While the word two or three months ago was that the Canadian Housing Market was set to slow down at some point in 2017, the question now is, are housing experts still conveying the same story now that we are only a few days away from the first of the year?
If you, like many others have been very hesitant to even attempt to try to enter onto the proper ladder, especially if bad credit and debt are two potential financial realities for you, then it will be important to read on and learn more about where housing forecasters see the housing market going in 2017.
Ultimately, many Canadians are likely to be asking themselves the question, ‘will it be more affordable to buy a home in 2017?
For starters, while homes have been overvalued across the country, with astronomical pricing found particularly in Toronto and Vancouver, other provinces especially in the west to central Canada rank relatively high as well. For the last two years, housing prices have been on the rise, with a huge surge as recent as May being noted in various regions, such as the Ottawa area.

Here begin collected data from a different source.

//! # Device Subcommand
//!
//! Registry maintenance: list known devices, lock or unlock one, or forget
//! it entirely.

use std::path::PathBuf;

use anyhow::{Context, Result};
use clap::{Args, Subcommand};

use crate::registry::{DeviceRegistry, JsonFileRegistry};

/// Arguments for `actrec device`.
#[derive(Args, Debug)]
pub struct DeviceArgs {
    /// JSON device registry.
    #[arg(long)]
    pub registry: PathBuf,

    /// Registry operation.
    #[command(subcommand)]
    pub command: DeviceCommand,
}

/// Device subcommands.
#[derive(Subcommand, Debug)]
pub enum DeviceCommand {
    /// List registered devices.
    List,
    /// Refuse future activations of a device.
    Lock {
        /// Unique device identifier.
        udid: String,
    },
    /// Allow activations of a device again.
    Unlock {
        /// Unique device identifier.
        udid: String,
    },
    /// Remove a device from the registry.
    Forget {
        /// Unique device identifier.
        udid: String,
    },
}

/// Execute the device subcommand.
pub fn run_device(args: &DeviceArgs) -> Result<u8> {
    let mut registry = JsonFileRegistry::new(&args.registry);
    cmd_device(&args.command, &mut registry)
}

fn cmd_device(command: &DeviceCommand, registry: &mut dyn DeviceRegistry) -> Result<u8> {
    registry.open().context("failed to open device registry")?;
    let code = match command {
        DeviceCommand::List => {
            let entries = registry.list()?;
            if entries.is_empty() {
                println!("No devices registered.");
            } else {
                println!("Devices ({}):", entries.len());
                for entry in &entries {
                    let state = if entry.locked { "LOCKED" } else { "active" };
                    let last = entry
                        .last_activated
                        .map_or_else(|| "never".to_string(), |t| t.to_iso8601());
                    println!(
                        "  {}: {state}, {} activation(s), last {last}",
                        entry.unique_device_id, entry.activation_count
                    );
                    if let (Some(serial), Some(product)) = (&entry.serial_number, &entry.product_type)
                    {
                        println!("    {serial} ({product})");
                    }
                }
            }
            0
        }
        DeviceCommand::Lock { udid } => {
            registry.set_locked(udid, true)?;
            println!("OK: device {udid} locked");
            0
        }
        DeviceCommand::Unlock { udid } => {
            registry.set_locked(udid, false)?;
            println!("OK: device {udid} unlocked");
            0
        }
        DeviceCommand::Forget { udid } => {
            if registry.remove(udid)? {
                println!("OK: device {udid} forgotten");
                0
            } else {
                println!("NOT FOUND: device {udid}");
                1
            }
        }
    };
    registry.close().context("failed to write device registry")?;
    Ok(code)
}

#[cfg(test)]
mod tests {
    use super::*;

    fn args(path: &std::path::Path, command: DeviceCommand) -> DeviceArgs {
        DeviceArgs {
            registry: path.to_path_buf(),
            command,
        }
    }

    #[test]
    fn lock_then_unlock_persists() {
        let dir = tempfile::tempdir().unwrap();
        let path = dir.path().join("devices.json");

        let lock = args(&path, DeviceCommand::Lock { udid: "d1".into() });
        assert_eq!(run_device(&lock).unwrap(), 0);
        let mut reg = JsonFileRegistry::new(&path);
        reg.open().unwrap();
        assert!(reg.is_locked("d1").unwrap());

        let unlock = args(&path, DeviceCommand::Unlock { udid: "d1".into() });
        assert_eq!(run_device(&unlock).unwrap(), 0);
        let mut reg = JsonFileRegistry::new(&path);
        reg.open().unwrap();
        assert!(!reg.is_locked("d1").unwrap());
    }

    #[test]
    fn forget_unknown_device_reports_not_found() {
        let dir = tempfile::tempdir().unwrap();
        let path = dir.path().join("devices.json");
        let forget = args(&path, DeviceCommand::Forget { udid: "ghost".into() });
        assert_eq!(run_device(&forget).unwrap(), 1);
    }

    #[test]
    fn forget_known_device() {
        let dir = tempfile::tempdir().unwrap();
        let path = dir.path().join("devices.json");
        run_device(&args(&path, DeviceCommand::Lock { udid: "d2".into() })).unwrap();
        let forget = args(&path, DeviceCommand::Forget { udid: "d2".into() });
        assert_eq!(run_device(&forget).unwrap(), 0);
        assert_eq!(run_device(&args(&path, DeviceCommand::List)).unwrap(), 0);

        let mut reg = JsonFileRegistry::new(&path);
        reg.open().unwrap();
        assert!(reg.list().unwrap().is_empty());
    }

    #[test]
    fn malformed_registry_is_an_error() {
        let dir = tempfile::tempdir().unwrap();
        let path = dir.path().join("devices.json");
        std::fs::write(&path, "{").unwrap();
        assert!(run_device(&args(&path, DeviceCommand::List)).is_err());
    }
}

While homes have recently been overvalued at approximately 20 – 30%, especially in Vancouver, the federal government has sought to take steps such as the foreign buyers tax, to counter these prices, which many Canadians agree are far too high to even consider buying a new home.
With that being said, the sale of homes across the country has begun to slow down, perhaps due to the fact that many Canadians are reluctant to sell their homes now as they 1) don’t know if they can afford to purchase a more expensive home, and 2) do not necessarily want to sell their home as 2017 home prices are potentially set to go down in value.
Now getting back to the question of whether homes across Canada will be more affordable in 2017, the answer does appear to depend on who you ask – and here is why.
Jumping ahead now to December, there of course, have been more predictions made about when the housing market will actually decline as well as to what extent it will slow.
Some of the main 2017 Housing Market Forecasts to take into account, begin with the predictions for the current largest markets in Canada – Toronto and Vancouver as they tend dictate the average national value.
Some of the main financial institutions, such as RBC and the real estate group REMAX, predict that this will depend on the region. For example, they predict that while Vancouver and Toronto are unlikely to slow any further, with another 2 percent increase in 2017. Across the prairie provinces like Edmonton, Saskatchewan and Regina however, their prices are more likely to remain about the same for the better part of the next year.
One suggested reason given for these continually high prices has to do with the fact that owning a home remains a major life goal for many Canadians – and this of course only gives more fuel to the strength of the housing market as the demand is still there.
On the other hand however, it is forecasted that the number of home sales may decrease over the course of the upcoming year. Some possible reason for this include, an increase in fixed rate mortgages, which are expected to remain stable until perhaps 2018, as well as the changes that have made to the amount required for down payments on homes above the $500,000 mark. Since homes across Canada are typically valued well above this price, this then means home buyers will need to ensure they can afford these payments. All in all however, perhaps this reality may deter home buyers further.
To really help answer the question of whether or not you will actually be more successful in buying a home in 2017, here we can take a closer look at the amount of income required to buy a home in various parts of the country.
Again beginning with the highest valued areas, in Toronto, you are looking at an average annual income level of $126,000, and in Vancouver and Victoria you will need to earn $99,000 – $152,000. While other cities, such as Regina, Saskatoon, Winnipeg and Montreal range from $58,000 and upwards of about $70,000, and Ottawa still sits a bit higher at $76,000.
Alberta prices also vary, although are still higher than their prairie neighbours. In order to afford to buy a home in Edmonton or Calgary, you are also looking at $74,000 to around $79,000. Now moving over to the maritimes, we do see lower, perhaps more realistically-priced homes – where homes on average are valued at $280,000 – $156,000 and typically require annual incomes of $37,000 – $59,000 only.
Ultimately however, it is important to note that while these prices may go down somewhat in 2017, current forecasts overall do not generally reveal much of a drastic change from what has been seen in 2016.
That being said, if you really want to determined whether or not homes will be more affordable for you in 2017, taking a look at the prices from region to region is also highly recommended. In the end, each potential home buyer will need to assess their own finances, as well as take into account relevant information such as interest rates, down payments, and of course housing market projections for their region as well as the Canadian averages as a whole.